Tornando invece al ruolo dell’UE al di fuori dei confini europei, bisogna interrogarsi su quali siano negli ultimi anni le iniziative dell’Unione nella lotta ai cambiamenti climatici e alla desertificazione nelle aree del Mediterraneo. Anche in questo caso va sottolineato che non c’è un’unica politica attiva a livello europeo sul tema, ma una serie di iniziative diversificate che hanno come scopo un sostegno allo sviluppo sostenibile. (…)

L’obiettivo complessivo dell’UE è quello di riuscire a mobilitare risorse (pubbliche e private) per un valore pari a 100 miliardi di dollari a sostegno dei paesi in via di sviluppo (obiettivo prorogato al 2025).

Tuttavia, vanno sottolineati alcuni limiti di queste iniziative, che sicuramente sono lodevoli, ma lasciano comunque delle perplessità rispetto all’efficacia. Innanzitutto, bisogna considerare che le risorse messe direttamente a disposizione dall’Unione europea sono limitate, e che un ruolo lo giocano comunque le singole iniziative nazionali a seconda delle diverse politiche estere e dei rapporti bilaterali tra i paesi europei e quelli in via di sviluppo. Va sottolineato che non sempre queste politiche nazionali sono coordinate o perseguono lo stesso obiettivo, dal momento che potrebbero esserci interessi diversi tra i singoli stati membri dell’UE. In secondo luogo, ma questo è un problema più ampio che riguarda in generale l’aiuto economico ai paesi in via di sviluppo, non sempre è facile garantire gli strumenti di controllo su come i fondi sono effettivamente spesi dai paesi aiutati; non si possono nascondere fenomeni di corruzione, poca trasparenza o in generale di cattiva gestione degli aiuti ricevuti.

Se guardiamo alle prospettive future, sicuramente non si può negare che i cambiamenti climatici saranno una sfida sempre più complessa da gestire per la politica europea, e in virtù di questo dobbiamo porci l’interrogativo su che ruolo dovrà avere l’Europa.

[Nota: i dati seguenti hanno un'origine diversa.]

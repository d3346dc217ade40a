//! Error handling

use thiserror::Error;

pub type NagResult<T> = Result<T, NagError>;

#[derive(Debug, Error)]
pub enum NagError {
    // Configuration errors
    #[error("Configuration error: {0}")]
    Config(String),

    #[error("Invalid date '{0}' (expected today, yesterday, tomorrow or YYYY-MM-DD)")]
    Date(String),

    // IO / parsing
    #[error("IO error: {0}")]
    Io(#[from] std::io::Error),

    #[error("JSON error: {0}")]
    Json(#[from] serde_json::Error),

    // Bugzilla errors
    #[error("Network error: {0}")]
    Network(String),

    #[error("Bugzilla returned {status}: {message}")]
    BugzillaStatus { status: u16, message: String },

    // Model errors
    #[error("Model error: {0}")]
    Model(String),

    #[error("Model checksum mismatch: expected {expected}, got {actual}")]
    ModelIntegrity { expected: String, actual: String },

    /// The label encoder produced something outside {defect, enhancement, task}.
    /// Aborts the run: the model and this check disagree on the label set.
    #[error("Suggestion {0} is invalid")]
    InvalidSuggestion(String),

    #[error("Got {probs} probability rows for {bugs} bugs")]
    ShapeMismatch { bugs: usize, probs: usize },
}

Sappiamo perfettamente che la tutela dell’ambiente è una sfida che va oltre i poteri dei singoli stati nazionali, sia da un punto di vista delle risorse economiche che sono necessarie per la riconversione energetica, ma anche per la necessità di dover far nascere dei tavoli diplomatici anche con altre grandi potenze globali -la Cina, l’India, il Brasile e gli altri paesi emergenti- che ovviamente hanno tutti i diritti ad uno sviluppo economico e tecnologico che li porti nel tempo alla pari con i paesi occidentali, ma questo sviluppo non ne può seguire lo stesso percorso e deve tener conto della tutela dell’ambiente come valore di riferimento.

Per fare ciò serve un’Europa in grado di avere una voce coerente in politica estera e che non sia subalterna alle volontà e alle divisioni degli stati nazionali. Affinché la politica europea sia in grado di affrontare sfide di questo calibro non è più rimandabile l’idea di dotare le istituzioni europee di una sovranità su queste materie: dove per sovranità si intende la legittimità (democratica) e il potere di assumere iniziative politiche di portarle a compimento nel modo più efficace possibile. (…)

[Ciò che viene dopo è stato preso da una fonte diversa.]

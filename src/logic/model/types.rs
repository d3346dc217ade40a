//! Model Types
//!
//! Label set and model bundle metadata.
//! No inference logic here.

use std::str::FromStr;

use serde::{Deserialize, Serialize};

use crate::error::NagError;

// ============================================================================
// LABEL SET
// ============================================================================

/// Bug type, as declared on the bug or predicted by the model
#[derive(Debug, Clone, Copy, PartialEq, Eq, Hash, PartialOrd, Ord, Serialize, Deserialize)]
#[serde(rename_all = "lowercase")]
pub enum BugType {
    Defect,
    Enhancement,
    Task,
}

impl BugType {
    pub const ALL: [BugType; 3] = [BugType::Defect, BugType::Enhancement, BugType::Task];

    pub fn as_str(&self) -> &'static str {
        match self {
            BugType::Defect => "defect",
            BugType::Enhancement => "enhancement",
            BugType::Task => "task",
        }
    }
}

impl std::fmt::Display for BugType {
    fn fmt(&self, f: &mut std::fmt::Formatter<'_>) -> std::fmt::Result {
        write!(f, "{}", self.as_str())
    }
}

impl FromStr for BugType {
    type Err = NagError;

    fn from_str(s: &str) -> Result<Self, Self::Err> {
        match s {
            "defect" => Ok(BugType::Defect),
            "enhancement" => Ok(BugType::Enhancement),
            "task" => Ok(BugType::Task),
            other => Err(NagError::InvalidSuggestion(other.to_string())),
        }
    }
}

// ============================================================================
// MODEL METADATA
// ============================================================================

/// `metadata.json` shipped next to `model.onnx`
#[derive(Debug, Clone, PartialEq, Serialize, Deserialize)]
pub struct ModelMetadata {
    /// Label encoder classes: class index -> label
    pub classes: Vec<String>,

    /// Width of the hashed feature vector the model was trained on
    pub n_features: usize,

    /// Name of the probability output; picked from the session outputs when absent
    #[serde(default)]
    pub probability_output: Option<String>,
}

impl ModelMetadata {
    pub fn decode(&self, index: usize) -> Option<&str> {
        self.classes.get(index).map(String::as_str)
    }
}

#[cfg(test)]
mod tests {
    use super::*;

    #[test]
    fn test_label_roundtrip_names() {
        for bug_type in BugType::ALL {
            assert_eq!(bug_type.as_str().parse::<BugType>().unwrap(), bug_type);
        }
    }

    #[test]
    fn test_unknown_label_is_invalid_suggestion() {
        let err = "regression".parse::<BugType>().unwrap_err();
        assert!(matches!(err, NagError::InvalidSuggestion(ref s) if s == "regression"));
        assert_eq!(err.to_string(), "Suggestion regression is invalid");
    }

    #[test]
    fn test_labels_are_case_sensitive() {
        assert!("Defect".parse::<BugType>().is_err());
    }

    #[test]
    fn test_metadata_parse() {
        let metadata: ModelMetadata = serde_json::from_str(
            r#"{"classes": ["defect", "enhancement", "task"], "n_features": 1024}"#,
        )
        .unwrap();

        assert_eq!(metadata.decode(1), Some("enhancement"));
        assert_eq!(metadata.decode(3), None);
        assert_eq!(metadata.probability_output, None);
    }
}
//! Configuration module
//!
//! Nag checks read their settings from a JSON tools file that holds one
//! section per check:
//!
//! ```json
//! {
//!   "defectenhancementtask": {
//!     "confidence_threshold": 0.8,
//!     "reporter_blacklist": ["intermittent-bug-filer@mozilla.bugs"]
//!   }
//! }
//! ```
//!
//! The loaded section is passed explicitly to the check and the runner.

use std::collections::HashMap;
use std::path::{Path, PathBuf};

use serde::Deserialize;

use crate::constants;
use crate::error::{NagError, NagResult};

/// All tool sections of the tools file
#[derive(Debug, Clone, Default, Deserialize)]
#[serde(transparent)]
pub struct ToolsConfig {
    tools: HashMap<String, serde_json::Value>,
}

impl ToolsConfig {
    /// Load the tools file from disk
    pub fn load(path: impl AsRef<Path>) -> NagResult<Self> {
        let path = path.as_ref();
        let raw = std::fs::read_to_string(path).map_err(|e| {
            NagError::Config(format!("cannot read {}: {}", path.display(), e))
        })?;
        Self::from_json(&raw)
    }

    pub fn from_json(raw: &str) -> NagResult<Self> {
        Ok(serde_json::from_str(raw)?)
    }

    /// Resolve the section for `tool` into a typed config
    pub fn nag_config(&self, tool: &str) -> NagResult<NagConfig> {
        let section = self
            .tools
            .get(tool)
            .cloned()
            .ok_or_else(|| NagError::Config(format!("no section for tool '{}'", tool)))?;
        let raw: RawNagConfig = serde_json::from_value(section)
            .map_err(|e| NagError::Config(format!("{}: {}", tool, e)))?;
        raw.validate(tool)
    }
}

/// Section as written in the file; every field optional so that the
/// required ones can be reported by name.
#[derive(Debug, Default, Deserialize)]
struct RawNagConfig {
    confidence_threshold: Option<f32>,
    #[serde(default)]
    reporter_blacklist: Vec<String>,
    days_lookup: Option<i64>,
    bz_query_timeout: Option<u64>,
    model_path: Option<PathBuf>,
    model_url: Option<String>,
    model_sha256: Option<String>,
}

impl RawNagConfig {
    fn validate(self, tool: &str) -> NagResult<NagConfig> {
        let confidence_threshold = self.confidence_threshold.ok_or_else(|| {
            NagError::Config(format!("{}: confidence_threshold is required", tool))
        })?;
        if !(0.0..=1.0).contains(&confidence_threshold) {
            return Err(NagError::Config(format!(
                "{}: confidence_threshold must be within [0, 1], got {}",
                tool, confidence_threshold
            )));
        }

        let days_lookup = self.days_lookup.unwrap_or(constants::DEFAULT_DAYS_LOOKUP);
        if days_lookup < 0 {
            return Err(NagError::Config(format!(
                "{}: days_lookup must not be negative, got {}",
                tool, days_lookup
            )));
        }

        Ok(NagConfig {
            confidence_threshold,
            reporter_blacklist: self.reporter_blacklist,
            days_lookup,
            bz_query_timeout: self
                .bz_query_timeout
                .unwrap_or(constants::DEFAULT_BZ_QUERY_TIMEOUT),
            model_path: self
                .model_path
                .unwrap_or_else(|| PathBuf::from(constants::DEFAULT_MODEL_PATH)),
            model_url: self.model_url,
            model_sha256: self.model_sha256.map(|h| h.to_lowercase()),
        })
    }
}

/// Settings of one nag check
#[derive(Debug, Clone, PartialEq)]
pub struct NagConfig {
    /// Minimum top-class probability for a prediction to be reported
    pub confidence_threshold: f32,

    /// Reporters whose bugs are never looked at
    pub reporter_blacklist: Vec<String>,

    /// How far back from the run date to look for new bugs
    pub days_lookup: i64,

    /// Bugzilla query timeout in seconds
    pub bz_query_timeout: u64,

    /// Directory holding the model bundle
    pub model_path: PathBuf,

    /// Where to fetch the model bundle from when it is not on disk
    pub model_url: Option<String>,

    /// Expected SHA-256 of `model.onnx` (lowercase hex)
    pub model_sha256: Option<String>,
}

impl NagConfig {
    /// Config with the given threshold and every other field defaulted
    pub fn with_threshold(confidence_threshold: f32) -> Self {
        Self {
            confidence_threshold,
            reporter_blacklist: Vec::new(),
            days_lookup: constants::DEFAULT_DAYS_LOOKUP,
            bz_query_timeout: constants::DEFAULT_BZ_QUERY_TIMEOUT,
            model_path: PathBuf::from(constants::DEFAULT_MODEL_PATH),
            model_url: None,
            model_sha256: None,
        }
    }
}

#[cfg(test)]
mod tests {
    use super::*;
    use std::io::Write;

    #[test]
    fn test_defaults_applied() {
        let tools = ToolsConfig::from_json(
            r#"{"defectenhancementtask": {"confidence_threshold": 0.8}}"#,
        )
        .unwrap();
        let config = tools.nag_config("defectenhancementtask").unwrap();

        assert_eq!(config.confidence_threshold, 0.8);
        assert!(config.reporter_blacklist.is_empty());
        assert_eq!(config.days_lookup, 7);
        assert_eq!(config.bz_query_timeout, 60);
        assert_eq!(config.model_path, PathBuf::from(constants::DEFAULT_MODEL_PATH));
        assert_eq!(config.model_url, None);
    }

    #[test]
    fn test_missing_threshold_fails_loudly() {
        let tools = ToolsConfig::from_json(
            r#"{"defectenhancementtask": {"reporter_blacklist": ["a@b.c"]}}"#,
        )
        .unwrap();
        let err = tools.nag_config("defectenhancementtask").unwrap_err();

        assert!(matches!(err, NagError::Config(_)));
        assert!(err.to_string().contains("confidence_threshold is required"));
    }

    #[test]
    fn test_threshold_out_of_range() {
        let tools = ToolsConfig::from_json(
            r#"{"defectenhancementtask": {"confidence_threshold": 1.5}}"#,
        )
        .unwrap();
        assert!(matches!(
            tools.nag_config("defectenhancementtask"),
            Err(NagError::Config(_))
        ));
    }

    #[test]
    fn test_missing_section() {
        let tools = ToolsConfig::from_json(r#"{"other": {}}"#).unwrap();
        let err = tools.nag_config("defectenhancementtask").unwrap_err();
        assert!(err.to_string().contains("no section"));
    }

    #[test]
    fn test_wrong_field_type_is_config_error() {
        let tools = ToolsConfig::from_json(
            r#"{"defectenhancementtask": {"confidence_threshold": 0.8, "reporter_blacklist": "a@b.c"}}"#,
        )
        .unwrap();
        assert!(matches!(
            tools.nag_config("defectenhancementtask"),
            Err(NagError::Config(_))
        ));
    }

    #[test]
    fn test_load_from_file() {
        let mut file = tempfile::NamedTempFile::new().unwrap();
        write!(
            file,
            r#"{{"defectenhancementtask": {{
                "confidence_threshold": 0.9,
                "reporter_blacklist": ["bot@mozilla.org", "filer@mozilla.bugs"],
                "days_lookup": 3,
                "model_sha256": "ABCDEF"
            }}}}"#
        )
        .unwrap();

        let config = ToolsConfig::load(file.path())
            .unwrap()
            .nag_config("defectenhancementtask")
            .unwrap();

        assert_eq!(config.reporter_blacklist, vec!["bot@mozilla.org", "filer@mozilla.bugs"]);
        assert_eq!(config.days_lookup, 3);
        assert_eq!(config.model_sha256.as_deref(), Some("abcdef"));
    }

    #[test]
    fn test_load_missing_file() {
        let err = ToolsConfig::load("/nonexistent/tools.json").unwrap_err();
        assert!(matches!(err, NagError::Config(_)));
    }
}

Sul piano internazionale sicuramente l’elezione di Biden alla presidenza degli Stati Uniti, accompagnato dall’annuncio di voler far rientrare gli Stati Uniti nell’accordo di Parigi, costituisce una notizia positiva, la quale però non deve far pensare agli europei che il problema dei cambiamenti climatici possa essere risolto dal solo alleato americano. L’Europa deve fare la sua parte e deve assumere un ruolo di guida insieme agli altri partner.

Alla luce di tutto questo, la Conferenza sul Futuro dell’Europa, nell’augurio che possa partire nel più breve tempo possibile, è sicuramente l’occasione per porre questi temi e per avviare un processo di riforma delle istituzioni europee per dotarle della forza necessaria ad affrontare le sfide dei prossimi anni, di cui sicuramente il clima e le sue conseguenze sugli equilibri globali rappresentano una componente.